Abstract: SA-PO773
Cardio-Renal Protective Effect of the Xanthine Oxidase Inhibitor Febuxostat in the 5/6 Nephrectomy Model with Hyperuricemia
Session Information
- CKD: Mechanisms - III
November 09, 2019 | Location: Exhibit Hall, Walter E. Washington Convention Center
Abstract Time: 10:00 AM - 12:00 PM
Category: CKD (Non-Dialysis)
- 2103 CKD (Non-Dialysis): Mechanisms
Authors
- Omizo, Hiroki, Teikyo University, Tokyo, Japan
- Tamura, Yoshifuru, Teikyo University School of Medicine, Tokyo, Japan
- Yamazaki, Osamu, Teikyo University, Tokyo, Japan
- Uchida, Shunya, Teikyo University School of Medicine, Tokyo, Japan
- Fujigaki, Yoshihide, Teikyo University School of Medicine, Department of Internal Medicine, Tokyo, Japan
- Shibata, Shigeru, Teikyo University School of Medicine, Tokyo, Japan
Background
Previous studies have shown that hyperuricemia can cause cardiovascular dysfunction and chronic kidney disease progression; however, the mechanisms remain unclear. In this study, we addressed the cardio-renal protective effects of xanthine oxidase (XO) inhibition in the rat remnant kidney model with hyperuricemia (RK+HUA).
Methods
Male Sprague-Dawley rats received 5/6 nephrectomy and were fed oxonic acid, the uricase inhibitor, according to the previously described methods (Kang et al., J Am Soc Nephrol 2002; Asakawa et al. Oxid Med Cell Longev 2017). XO inhibitor febuxostat was administered orally via drinking water (30 mg/l). Blood pressure and urinary albumin excretion were monitored during the course of the experiment.
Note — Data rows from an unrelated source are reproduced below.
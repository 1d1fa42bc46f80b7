//! # cvx-core
//!
//! Core types shared by every cvx crate.
//!
//! - [`Image`] - 8-bit interleaved image with an immutable channel count
//! - [`WordBuffer`] / [`WordSlot`] - byte-addressable view over 32-bit words,
//!   the only way compute kernels touch pixel memory
//! - [`ConversionCode`], [`ConversionTarget`], [`select_conversion`] -
//!   channel-aware color conversion selection
//! - [`synth`] - deterministic synthetic patterns (solid, gradient,
//!   checkerboard, noise)
//! - [`digest()`] - SHA256 of an image's shape and samples
//!
//! ## Crate Structure
//!
//! ```text
//! cvx-core (this crate)
//!    ^
//!    |
//!    +-- cvx-compute (registry, backends, dispatcher)
//!    +-- cvx-cli
//!    +-- cvx-tests
//! ```
//!
//! ## Memory model
//!
//! Host code sees an image as a flat `[u8]` sample array. Compute kernels see
//! the same bytes packed little-endian into `u32` words:
//!
//! ```text
//! bytes:  R0 G0 B0 A0 | R1 G1 B1 A1 | ...
//! words:  w0          | w1          | ...
//! byte i  -> word i / 4, bits 8 * (i % 4) .. 8 * (i % 4) + 8
//! ```

#![warn(missing_docs)]
#![warn(rustdoc::missing_crate_level_docs)]

pub mod buffer;
pub mod color;
pub mod digest;
pub mod error;
pub mod image;
pub mod synth;

pub use buffer::{byte_in_word, word_with_byte, WordBuffer, WordSlot, WORD_BYTES};
pub use color::{luma, select_conversion, ConversionCode, ConversionTarget};
pub use digest::digest;
pub use error::{Error, Result};
pub use image::{Image, SAMPLE_BYTES, SUPPORTED_CHANNELS};
pub use synth::Pattern;

/// Prelude module for convenient imports.
///
/// ```
/// use cvx_core::prelude::*;
/// ```
pub mod prelude {
    pub use crate::buffer::{WordBuffer, WordSlot};
    pub use crate::color::{select_conversion, ConversionCode, ConversionTarget};
    pub use crate::error::{Error, Result};
    pub use crate::image::Image;
    pub use crate::synth::Pattern;
}
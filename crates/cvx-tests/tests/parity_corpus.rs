//! Every operation over the synthetic corpus, on both backends, against the
//! reference oracle.

use std::sync::Arc;

use cvx_compute::{
    ComputeDevice, ComputeError, Fault, FlipMode, OpParams, Processor, Registry, SoftwareDevice,
    ThresholdType,
};
use cvx_core::Image;
use cvx_tests::{check, corpus::corpus_for};

fn param_sets() -> Vec<OpParams> {
    let mut sets = vec![
        OpParams::default(),
        OpParams::default().scalar(-90).scale(0.5, -3.0).ksize(5).flip(FlipMode::Vertical),
        OpParams::default().scalar(255).scale(2.25, 7.5).ksize(1).flip(FlipMode::Both),
    ];
    sets.extend(
        ThresholdType::ALL
            .into_iter()
            .map(|t| OpParams::default().thresh(60).max_value(200).threshold_type(t)),
    );
    sets
}

fn software() -> Processor {
    Processor::builder()
        .device(Arc::new(SoftwareDevice::new()) as Arc<dyn ComputeDevice>)
        .build()
        .unwrap()
}

#[test]
fn test_both_backends_match_oracle() {
    let proc = software();
    let registry = Registry::builtin();

    for desc in registry.iter() {
        for case in corpus_for(desc, 23, 19) {
            for params in param_sets() {
                let (host, gpu) = proc.run_both(desc.name, &case.image, &params).unwrap();

                let verdict = check(desc.name, &case.image, &params, &host).unwrap();
                assert!(verdict.pass, "host {} {}: {verdict:?}", desc.name, case.label());

                assert_eq!(gpu.is_some(), desc.capability().gpu_supports(case.channels));
                if let Some(gpu) = gpu {
                    let verdict = check(desc.name, &case.image, &params, &gpu).unwrap();
                    assert!(verdict.pass, "gpu {} {}: {verdict:?}", desc.name, case.label());
                }
            }
        }
    }
}

#[test]
fn test_failing_device_never_surfaces() {
    let dev = Arc::new(SoftwareDevice::with_fault(Fault::LaunchFailed));
    let proc = Processor::builder()
        .device(Arc::clone(&dev) as Arc<dyn ComputeDevice>)
        .build()
        .unwrap();
    let registry = Registry::builtin();

    for desc in registry.iter() {
        for case in corpus_for(desc, 11, 5) {
            let params = OpParams::default();
            let out = proc.execute(desc.name, &case.image, &params).unwrap();
            assert!(check(desc.name, &case.image, &params, &out).unwrap().pass);
        }
    }
    let stats = proc.stats();
    assert_eq!(stats.fallbacks, stats.gpu_attempts);
    assert_eq!(stats.gpu_successes, 0);
    assert_eq!(dev.in_flight(), 0);
}

#[test]
fn test_channel_mismatch_is_fatal_everywhere() {
    let proc = software();
    let registry = Registry::builtin();
    let params = OpParams::default();

    for desc in registry.iter() {
        for channels in [1u8, 3, 4] {
            if desc.host_channels.supports(channels) {
                continue;
            }
            let img = Image::new(4, 4, channels).unwrap();
            let err = proc.execute(desc.name, &img, &params).unwrap_err();
            assert_eq!(
                err,
                ComputeError::UnsupportedChannelCount {
                    op: desc.name.to_string(),
                    channels
                }
            );
        }
    }
}
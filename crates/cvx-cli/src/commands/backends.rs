//! Backend listing.

use anyhow::Result;
use cvx_compute::{describe_backends, detect_backends};

use crate::DeviceArg;

pub fn run(device: DeviceArg, verbose: bool) -> Result<()> {
    print!("{}", describe_backends());

    if verbose {
        println!();
        for info in detect_backends() {
            println!(
                "  {:<10} kind={:<5} priority={}",
                info.name,
                info.kind.name(),
                info.priority
            );
        }
        let proc = super::processor(device)?;
        println!("Selected device: {}", proc.device_name().unwrap_or("none"));
    }

    Ok(())
}
//! Backend detection and auto-selection.

use std::sync::Arc;

use tracing::debug;

use super::{BackendKind, ComputeDevice};

/// Information about a compute backend.
#[derive(Debug, Clone)]
pub struct BackendInfo {
    /// Where work on this backend is accounted.
    pub kind: BackendKind,
    /// Human-readable name.
    pub name: &'static str,
    /// Whether backend is available.
    pub available: bool,
    /// Priority for auto-selection (higher = preferred).
    pub priority: u32,
    /// Description.
    pub description: &'static str,
}

/// Detect all backends, highest priority first.
///
/// Only real hardware is listed as a GPU backend. The software grid is a
/// test device and is never detected or auto-selected.
pub fn detect_backends() -> Vec<BackendInfo> {
    let mut backends = vec![BackendInfo {
        kind: BackendKind::Host,
        name: "CPU",
        available: true,
        priority: 10,
        description: "host implementation with rayon parallelization",
    }];

    #[cfg(feature = "wgpu")]
    {
        let wgpu_available = super::WgpuDevice::probe();
        backends.push(BackendInfo {
            kind: BackendKind::Gpu,
            name: "wgpu",
            available: wgpu_available,
            priority: if wgpu_available { 100 } else { 0 },
            description: "compute kernels via wgpu (Vulkan/Metal/DX12)",
        });
    }

    #[cfg(not(feature = "wgpu"))]
    backends.push(BackendInfo {
        kind: BackendKind::Gpu,
        name: "wgpu",
        available: false,
        priority: 0,
        description: "not compiled in (enable the `wgpu` feature)",
    });

    backends.sort_by(|a, b| b.priority.cmp(&a.priority));
    backends
}

/// Best available compute device, if any.
///
/// The shared wgpu device when the feature is on and an adapter exists.
/// `None` otherwise, and every call then runs on the host.
pub fn select_best_device() -> Option<Arc<dyn ComputeDevice>> {
    #[cfg(feature = "wgpu")]
    {
        match super::WgpuDevice::shared() {
            Ok(dev) => {
                debug!(adapter = dev.adapter_name(), "selected wgpu device");
                return Some(dev as Arc<dyn ComputeDevice>);
            }
            Err(e) => debug!(error = %e, "wgpu device unavailable"),
        }
    }
    debug!("no compute device, running on host");
    None
}

/// Get description of available backends.
pub fn describe_backends() -> String {
    let backends = detect_backends();
    let mut desc = String::new();

    for info in backends {
        let status = if info.available { "+" } else { "-" };
        desc.push_str(&format!("[{}] {}: {}\n", status, info.name, info.description));
    }

    desc
}
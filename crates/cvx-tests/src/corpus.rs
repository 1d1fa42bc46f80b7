//! Synthetic test corpus.

use cvx_compute::OperationDescriptor;
use cvx_core::{Image, Pattern, SUPPORTED_CHANNELS};

/// One corpus input.
#[derive(Debug, Clone)]
pub struct Case {
    pub pattern: Pattern,
    pub channels: u8,
    pub image: Image,
}

impl Case {
    /// `gradient@4` style label for assertion messages.
    pub fn label(&self) -> String {
        format!("{}@{}", self.pattern.name(), self.channels)
    }
}

/// Every corpus pattern at every supported channel count.
pub fn corpus(width: u32, height: u32) -> Vec<Case> {
    let mut cases = Vec::with_capacity(Pattern::CORPUS.len() * SUPPORTED_CHANNELS.len());
    for pattern in Pattern::CORPUS {
        for channels in SUPPORTED_CHANNELS {
            // Dimensions and channel counts here are always valid.
            if let Ok(image) = pattern.generate(width, height, channels) {
                cases.push(Case {
                    pattern,
                    channels,
                    image,
                });
            }
        }
    }
    cases
}

/// The corpus restricted to channel counts `desc` accepts on the host.
pub fn corpus_for(desc: &OperationDescriptor, width: u32, height: u32) -> Vec<Case> {
    corpus(width, height)
        .into_iter()
        .filter(|case| desc.host_channels.supports(case.channels))
        .collect()
}

#[cfg(test)]
mod tests {
    use super::*;
    use cvx_compute::Registry;

    #[test]
    fn test_corpus_size() {
        let cases = corpus(9, 7);
        assert_eq!(cases.len(), 15);
        assert!(cases.iter().all(|c| c.image.channels() == c.channels));
    }

    #[test]
    fn test_corpus_for_filters_channels() {
        let reg = Registry::builtin();
        let sobel = corpus_for(reg.lookup("sobel").unwrap(), 4, 4);
        assert!(sobel.iter().all(|c| c.channels == 1));
        assert_eq!(sobel.len(), Pattern::CORPUS.len());
    }
}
At 8 weeks, heart and kidney were removed for the histological evaluation.
Results
Compared with control group, RK+HUA showed significant increase in urinary albumin excretion. However, febuxostat significantly reduced albuminuria in this model, along with the reduction in serum uric acid levels. PAS-stained kidney section revealed that febuxostat attenuated glomerular and tubulointerstitial injury, confirming the renoprotective effects of XO inhibition. There was no significant difference in blood pressure levels between RK+HUA rats and RK+HUA rats that received febuxostat. However, histopathological analysis using HE-stained cardiac sections indicated that left ventricular wall thickness was reduced by febuxostat. Furthermore, quantitative evaluation of myofiber cross-sectional areas in wheat germ agglutinin (WGA)-stained sections revealed that individual myofiber hypertrophy was significantly alleviated. In addition, cardiac fibrosis was also reduced in RK+HUA with febuxostat compared with RK+HUA rats.
Conclusion
XO is involved in the cardiac and renal injury observed in the remnant kidney model with hyperuricemia. These effects can at least in part be mediated through non-hemodynamic mechanisms.